The bar was surprisingly packed for a Tuesday night. Chiyoko wasn’t particularly thrilled. The Japanese hunter, newly arrived in the States, preferred someplace quiet to spend her time. Her companion, a young blonde with a fiery disposition, however, was much more inclined to go to the busiest places imaginable. She claimed the noise made it easier to talk business without notice but Chiyoko called bullshit on that excuse. The woman just wanted to drink and party.
Honestly, how she ended up stuck with her she'd never know or understand. The woman was loud, obnoxious, and, she had come to find since their arrival to the city of sin, unnecessarily cruel. She was quick, efficient; less time dealing with a creature the better. Erika, however, preferred to prolong the process, taunting the target like a cat would its prey. Honestly, she found the whole thing disgusting and rarely stuck around to witness the other woman's 'play time,' as she called it.
"So there is a were about," Erika announced, downing her glass of whatever concoction she had made the bartender create with little grace. Liquid escaped down her chin - revolting.
The red wine Chiyoko was nursing swirled as she tipped the glass idly. “Oh. Really. Please. Tell me more,” came the reply, dripping with sarcasm and apathy.
The other woman glared. “God, you’re a bitch.” It wasn’t the first time she was given that lovely title. In fact, she was pretty sure had addressed her with it more than her actual name. Of course, that didn’t stop her from talking to her. Unfortunately. “Anyway. A were. Little thing apparently, or so the guy claimed.” She waved to the bartender to get her another glass. “Said something about a raccoon.”

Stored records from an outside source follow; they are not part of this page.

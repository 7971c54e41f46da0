//! Operator parameters, read from the leaf body of a condition document.

use std::sync::Arc;

use consort_foundation::{Error, Result, Value};
use serde_json::{Map, Value as JsonValue};

use super::Comparison;

/// The parameter object of one condition leaf.
///
/// Every accessor reports failures as configuration errors naming the
/// operator and the parameter.
#[derive(Clone, Copy, Debug)]
pub struct Params<'a> {
    operator: &'a str,
    raw: &'a Map<String, JsonValue>,
}

impl<'a> Params<'a> {
    /// Wraps a parameter object.
    #[must_use]
    pub fn new(operator: &'a str, raw: &'a Map<String, JsonValue>) -> Self {
        Self { operator, raw }
    }

    /// Wraps a parameter document, which must be an object.
    ///
    /// # Errors
    ///
    /// Returns a configuration error if `raw` is not an object.
    pub fn from_json(operator: &'a str, raw: &'a JsonValue) -> Result<Self> {
        raw.as_object()
            .map(|raw| Self::new(operator, raw))
            .ok_or_else(|| {
                Error::malformed_condition(format!(
                    "parameters of `{operator}` must be an object, got {raw}"
                ))
            })
    }

    /// The operator these parameters belong to.
    #[must_use]
    pub fn operator(&self) -> &'a str {
        self.operator
    }

    fn invalid(&self, param: &str, message: impl Into<String>) -> Error {
        Error::invalid_parameter(self.operator, param, message)
    }

    fn required(&self, key: &str) -> Result<&'a JsonValue> {
        match self.raw.get(key) {
            None | Some(JsonValue::Null) => Err(self.invalid(key, "is required")),
            Some(value) => Ok(value),
        }
    }

    /// Rejects parameters outside `allowed`, catching typos at load time.
    ///
    /// # Errors
    ///
    /// Returns a configuration error naming the first unexpected key.
    pub fn expect_only(&self, allowed: &[&str]) -> Result<()> {
        match self.raw.keys().find(|k| !allowed.contains(&k.as_str())) {
            Some(key) => Err(self.invalid(
                key,
                format!("is not a parameter of this operator (expected {})", allowed.join(", ")),
            )),
            None => Ok(()),
        }
    }

    /// The `field` parameter.
    ///
    /// # Errors
    ///
    /// Returns a configuration error if it is missing or not a non-empty
    /// string.
    pub fn field(&self) -> Result<Arc<str>> {
        match self.required("field")? {
            JsonValue::String(s) if !s.is_empty() => Ok(Arc::from(s.as_str())),
            other => Err(self.invalid("field", format!("must be a non-empty string, got {other}"))),
        }
    }

    /// A required parameter of any type.
    ///
    /// # Errors
    ///
    /// Returns a configuration error if it is missing or null.
    pub fn value(&self, key: &str) -> Result<Value> {
        self.required(key).map(Value::from)
    }

    /// A required finite number.
    ///
    /// # Errors
    ///
    /// Returns a configuration error if it is missing or not a finite number.
    pub fn number(&self, key: &str) -> Result<f64> {
        let raw = self.required(key)?;
        raw.as_f64()
            .filter(|n| n.is_finite())
            .ok_or_else(|| self.invalid(key, format!("must be a number, got {raw}")))
    }

    /// An optional finite number with a default.
    ///
    /// # Errors
    ///
    /// Returns a configuration error if present but not a finite number.
    pub fn number_or(&self, key: &str, default: f64) -> Result<f64> {
        match self.raw.get(key) {
            None | Some(JsonValue::Null) => Ok(default),
            Some(_) => self.number(key),
        }
    }

    /// A required non-negative number.
    ///
    /// # Errors
    ///
    /// Returns a configuration error if it is missing, not a number, or
    /// negative.
    pub fn non_negative(&self, key: &str) -> Result<f64> {
        let n = self.number(key)?;
        if n < 0.0 {
            return Err(self.invalid(key, format!("must be >= 0, got {n}")));
        }
        Ok(n)
    }

    /// A required count (non-negative integer).
    ///
    /// # Errors
    ///
    /// Returns a configuration error if it is missing or not a non-negative
    /// integer.
    pub fn count(&self, key: &str) -> Result<usize> {
        let raw = self.required(key)?;
        raw.as_u64()
            .and_then(|n| usize::try_from(n).ok())
            .ok_or_else(|| self.invalid(key, format!("must be a non-negative integer, got {raw}")))
    }

    /// A required comparison symbol.
    ///
    /// # Errors
    ///
    /// Returns a configuration error if it is missing or not a known symbol.
    pub fn comparison(&self, key: &str) -> Result<Comparison> {
        match self.required(key)? {
            JsonValue::String(s) => s.parse().map_err(|message: String| self.invalid(key, message)),
            other => Err(self.invalid(key, format!("must be a comparison symbol, got {other}"))),
        }
    }
}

Chiyoko’s interest was immediately piqued. “A were-raccoon?” She had never heard of such a thing before. Scavengers were not typically the kinds of animals traditional weres transformed into. Wolves, cats, birds of prey - those were more likely. “Never heard of one.” A rare kind of species? Intriguing.

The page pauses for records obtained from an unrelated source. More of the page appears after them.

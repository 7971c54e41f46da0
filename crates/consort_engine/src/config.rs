//! Engine configuration: cluster search limits, cancellation, and clocks.

use std::fmt;
use std::sync::Arc;
use std::sync::atomic::{AtomicBool, Ordering};
use std::time::{Duration, Instant, SystemTime, UNIX_EPOCH};

/// Minimum cluster size used when neither the rule set nor the search
/// configuration sets one. Singletons are trivially compatible, so they are
/// only reported on request.
pub const DEFAULT_MIN_CLUSTER_SIZE: usize = 2;

// =============================================================================
// Search Configuration
// =============================================================================

/// Limits for a cluster search.
///
/// Size bounds set here override the ones declared by the cluster rule set.
#[derive(Clone, Copy, Debug, Default, PartialEq, Eq)]
pub struct SearchConfig {
    /// Keep at most this many clusters (deterministic truncation).
    pub max_clusters: Option<usize>,
    /// Override for the minimum cluster size.
    pub min_cluster_size: Option<usize>,
    /// Override for the maximum cluster size.
    pub max_cluster_size: Option<usize>,
}

impl SearchConfig {
    /// Creates an unbounded configuration.
    #[must_use]
    pub fn new() -> Self {
        Self::default()
    }

    /// Caps the number of returned clusters.
    #[must_use]
    pub fn with_max_clusters(mut self, max: usize) -> Self {
        self.max_clusters = Some(max);
        self
    }

    /// Overrides the minimum cluster size.
    #[must_use]
    pub fn with_min_cluster_size(mut self, min: usize) -> Self {
        self.min_cluster_size = Some(min);
        self
    }

    /// Overrides the maximum cluster size.
    #[must_use]
    pub fn with_max_cluster_size(mut self, max: usize) -> Self {
        self.max_cluster_size = Some(max);
        self
    }
}

// =============================================================================
// Cancellation
// =============================================================================

/// Cooperative cancellation, polled by the cluster search at every branch.
pub trait Cancellation: Send + Sync {
    /// Returns true once the search should stop.
    fn should_stop(&self) -> bool;
}

/// Never stops.
#[derive(Clone, Copy, Debug, Default)]
pub struct NeverCancel;

impl Cancellation for NeverCancel {
    fn should_stop(&self) -> bool {
        false
    }
}

/// Stops once a point in time has passed.
#[derive(Clone, Copy, Debug)]
pub struct Deadline {
    at: Instant,
}

impl Deadline {
    /// Stops at `at`.
    #[must_use]
    pub fn at(at: Instant) -> Self {
        Self { at }
    }

    /// Stops `budget` from now.
    #[must_use]
    pub fn after(budget: Duration) -> Self {
        Self::at(Instant::now() + budget)
    }
}

impl Cancellation for Deadline {
    fn should_stop(&self) -> bool {
        Instant::now() >= self.at
    }
}

/// Stops when a shared flag is raised, typically from another thread.
#[derive(Clone, Debug, Default)]
pub struct CancelFlag(Arc<AtomicBool>);

impl CancelFlag {
    /// Creates a lowered flag.
    #[must_use]
    pub fn new() -> Self {
        Self::default()
    }

    /// Raises the flag.
    pub fn cancel(&self) {
        self.0.store(true, Ordering::Relaxed);
    }

    /// Returns true if the flag has been raised.
    #[must_use]
    pub fn is_cancelled(&self) -> bool {
        self.0.load(Ordering::Relaxed)
    }
}

impl Cancellation for CancelFlag {
    fn should_stop(&self) -> bool {
        self.is_cancelled()
    }
}

impl<F> Cancellation for F
where
    F: Fn() -> bool + Send + Sync,
{
    fn should_stop(&self) -> bool {
        self()
    }
}

// =============================================================================
// Clock
// =============================================================================

/// Source of comparison timestamps, in milliseconds since the Unix epoch.
pub trait Clock: Send + Sync + fmt::Debug {
    /// Returns the current time.
    fn now_millis(&self) -> u64;
}

/// Reads the system clock.
#[derive(Clone, Copy, Debug, Default)]
pub struct SystemClock;

impl Clock for SystemClock {
    fn now_millis(&self) -> u64 {
        SystemTime::now()
            .duration_since(UNIX_EPOCH)
            .map_or(0, |d| u64::try_from(d.as_millis()).unwrap_or(u64::MAX))
    }
}

/// Always returns the same instant, for reproducible output.
#[derive(Clone, Copy, Debug, PartialEq, Eq)]
pub struct FixedClock(pub u64);

impl Clock for FixedClock {
    fn now_millis(&self) -> u64 {
        self.0
    }
}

“Me either. Almost think he was just pulling my leg. He seemed pretty insistent though even after I hit him around a bit.” Erika leaned back in her chair, smirking proudly, as if beating up an informant was something to be proud of. Chiyoko rolled her eyes. How unnecessary. “Anyway, seems he hangs around the strip doing magic shows.”

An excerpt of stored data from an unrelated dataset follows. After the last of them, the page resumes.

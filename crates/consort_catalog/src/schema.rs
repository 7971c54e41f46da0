//! Schema definitions for catalog items.
//!
//! A schema is an ordered set of uniquely named [`Dimension`]s. Item
//! attributes are checked dimension by dimension, in declaration order, so the
//! first reported violation is stable.

use consort_foundation::{Error, ErrorKind, Result, Violation};

#[cfg(feature = "serde")]
use serde::{Deserialize, Serialize};

use crate::dimension::Dimension;
use crate::item::{Attributes, Item};

/// What happens to attributes the schema does not declare.
#[derive(Clone, Copy, Debug, Default, PartialEq, Eq, Hash)]
#[cfg_attr(feature = "serde", derive(Serialize, Deserialize))]
#[cfg_attr(feature = "serde", serde(rename_all = "snake_case"))]
pub enum UnknownAttributes {
    /// Undeclared attributes fail validation.
    #[default]
    Reject,
    /// Undeclared attributes are carried along unchecked.
    Allow,
}

/// A coverage part outside an advisory vocabulary.
#[derive(Clone, Debug, PartialEq, Eq)]
pub struct Advisory {
    /// Dimension holding the coverage value.
    pub dimension: String,
    /// The unknown part.
    pub part: String,
}

/// Schema definition for the items of a catalog.
#[derive(Clone, Debug, PartialEq)]
#[cfg_attr(
    feature = "serde",
    derive(Serialize, Deserialize),
    serde(try_from = "SchemaDecl", into = "SchemaDecl")
)]
pub struct Schema {
    name: String,
    version: String,
    dimensions: Vec<Dimension>,
    unknown_attributes: UnknownAttributes,
}

impl Schema {
    /// Creates an empty schema.
    #[must_use]
    pub fn new(name: impl Into<String>, version: impl Into<String>) -> Self {
        Self {
            name: name.into(),
            version: version.into(),
            dimensions: Vec::new(),
            unknown_attributes: UnknownAttributes::default(),
        }
    }

    /// Creates a schema from a list of dimensions.
    ///
    /// # Errors
    ///
    /// Returns a configuration error if two dimensions share a name.
    pub fn from_dimensions(
        name: impl Into<String>,
        version: impl Into<String>,
        dimensions: impl IntoIterator<Item = Dimension>,
    ) -> Result<Self> {
        dimensions
            .into_iter()
            .try_fold(Self::new(name, version), Self::with_dimension)
    }

    /// Adds a dimension.
    ///
    /// # Errors
    ///
    /// Returns a configuration error if a dimension with the same name exists.
    pub fn with_dimension(mut self, dimension: Dimension) -> Result<Self> {
        if self.dimension(&dimension.name).is_some() {
            return Err(Error::new(ErrorKind::DuplicateDimension(
                dimension.name.to_string(),
            )));
        }
        self.dimensions.push(dimension);
        Ok(self)
    }

    /// Sets the policy for undeclared attributes.
    #[must_use]
    pub fn with_unknown_attributes(mut self, policy: UnknownAttributes) -> Self {
        self.unknown_attributes = policy;
        self
    }

    /// Returns the schema name.
    #[must_use]
    pub fn name(&self) -> &str {
        &self.name
    }

    /// Returns the schema version.
    #[must_use]
    pub fn version(&self) -> &str {
        &self.version
    }

    /// Returns the dimensions in declaration order.
    #[must_use]
    pub fn dimensions(&self) -> &[Dimension] {
        &self.dimensions
    }

    /// Returns the dimension with the given name.
    #[must_use]
    pub fn dimension(&self, name: &str) -> Option<&Dimension> {
        self.dimensions.iter().find(|d| &*d.name == name)
    }

    /// Returns the policy for undeclared attributes.
    #[must_use]
    pub fn unknown_attributes(&self) -> UnknownAttributes {
        self.unknown_attributes
    }

    /// Validates an attribute mapping.
    ///
    /// Coverage parts outside an advisory vocabulary are logged, not rejected.
    ///
    /// # Errors
    ///
    /// Returns a schema validation error naming the first offending dimension.
    pub fn validate_item(&self, attributes: &Attributes) -> Result<()> {
        if let Some(first) = self.violations(attributes).into_iter().next() {
            return Err(first);
        }
        for advisory in self.advisories(attributes) {
            tracing::warn!(
                schema = %self.name,
                dimension = %advisory.dimension,
                part = %advisory.part,
                "coverage part outside advisory vocabulary"
            );
        }
        Ok(())
    }

    /// Validates an item, recording its id in the error context.
    ///
    /// # Errors
    ///
    /// Returns a schema validation error naming the item and dimension.
    pub fn validate(&self, item: &Item) -> Result<()> {
        self.validate_item(&item.attributes)
            .map_err(|e| e.with_item(item.id.as_str()))
    }

    /// Collects every violation of an attribute mapping.
    #[must_use]
    pub fn violations(&self, attributes: &Attributes) -> Vec<Error> {
        let mut errors = Vec::new();

        for dim in &self.dimensions {
            match attributes.get(&*dim.name).filter(|v| !v.is_nil()) {
                None if dim.required => {
                    errors.push(Error::schema_violation(&*dim.name, Violation::Missing));
                }
                None => {}
                Some(value) => {
                    if let Err(violation) = dim.check(value) {
                        errors.push(Error::schema_violation(&*dim.name, violation));
                    }
                }
            }
        }

        if self.unknown_attributes == UnknownAttributes::Reject {
            for key in attributes.keys() {
                if self.dimension(key).is_none() {
                    errors.push(Error::schema_violation(
                        &**key,
                        Violation::UndeclaredAttribute,
                    ));
                }
            }
        }

        errors
    }

    /// Lists coverage parts outside advisory vocabularies.
    #[must_use]
    pub fn advisories(&self, attributes: &Attributes) -> Vec<Advisory> {
        self.dimensions
            .iter()
            .filter_map(|dim| attributes.get(&*dim.name).map(|value| (dim, value)))
            .flat_map(|(dim, value)| {
                dim.advisory_misses(value)
                    .into_iter()
                    .map(move |part| Advisory {
                        dimension: dim.name.to_string(),
                        part,
                    })
            })
            .collect()
    }
}

/// Document form of a [`Schema`]. Unknown keys are rejected, here and in
/// each dimension.
#[cfg(feature = "serde")]
#[derive(Clone, Debug, Serialize, Deserialize)]
#[serde(deny_unknown_fields)]
pub struct SchemaDecl {
    /// Schema name.
    pub name: String,
    /// Schema version.
    #[serde(default)]
    pub version: String,
    /// Dimensions in declaration order.
    pub dimensions: Vec<Dimension>,
    /// Policy for undeclared attributes.
    #[serde(default)]
    pub unknown_attributes: UnknownAttributes,
}

#[cfg(feature = "serde")]
impl Schema {
    /// Deserializes and builds a schema document.
    ///
    /// # Errors
    ///
    /// Returns a configuration error for a document that does not match
    /// [`SchemaDecl`] (including misspelled keys and constraints that do not
    /// fit a dimension's type) or that declares a dimension twice.
    pub fn from_json(doc: &serde_json::Value) -> Result<Self> {
        let decl = SchemaDecl::deserialize(doc)
            .map_err(|e| Error::malformed_schema(format!("invalid schema document: {e}")))?;
        Self::try_from(decl)
    }
}

#[cfg(feature = "serde")]
impl TryFrom<SchemaDecl> for Schema {
    type Error = Error;

    fn try_from(decl: SchemaDecl) -> Result<Self> {
        Ok(Self::from_dimensions(decl.name, decl.version, decl.dimensions)?
            .with_unknown_attributes(decl.unknown_attributes))
    }
}

#[cfg(feature = "serde")]
impl From<Schema> for SchemaDecl {
    fn from(schema: Schema) -> Self {
        Self {
            name: schema.name,
            version: schema.version,
            dimensions: schema.dimensions,
            unknown_attributes: schema.unknown_attributes,
        }
    }
}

Chiyoko’s brow rose. “Interesting pastime,” she commented. Magic, raccoon. She was beginning to wonder if perhaps this wasn’t a rare species after all. “Appearance?”
Erika shrugged her shoulders. “A raccoon, duh.” She let out a laugh as if she made the funniest joke in the world. “But nah. Short, black hair. Asian of some sort.”
Ah shit, Chiyoko thought with annoyance. This new information didn’t please her. It wasn’t a rare species they were dealing with at all; it was a tanuki. The ignorant often mistaken the creature for a raccoon due to their similar fur patterns. This wasn’t good. Wasn’t good at all. As annoying as the supernatural variation of the animal could be at times, they were generally left alone by hunters back home. Their presence brought wealth and good fortune; killing them was seen as bad luck by most.
But that was in Japan. A tanuki overseas did not have the benefit of cultural beliefs to keep it safe. Which meant this wayward creature was at risk of meeting its end and, worse, at the hands of the psychopath sitting next to her. There was no way in hell she was going to let that happen; she couldn’t afford any more bad luck.
The Japanese woman took a sip of her wine. “Hm... sounds interesting. Worth a look.”
Erika slapped her on the back enthusiastically, nearly causing her to spit out her drink from the force. “Knew a bitch like you couldn’t resist something different.” She once again downed her nearly arrived toxic concoction. “He shows up on Friday and Saturday nights mostly. Sometimes Sunday. Figure we stake it out, then BAM-” She hit her fist into her other hand for emphasis, smile wicked. “- we strike. Should be fun.”
Chiyoko’s eyes dropped to her drink, mental gears turning “Yeah. Fun.” Fuck.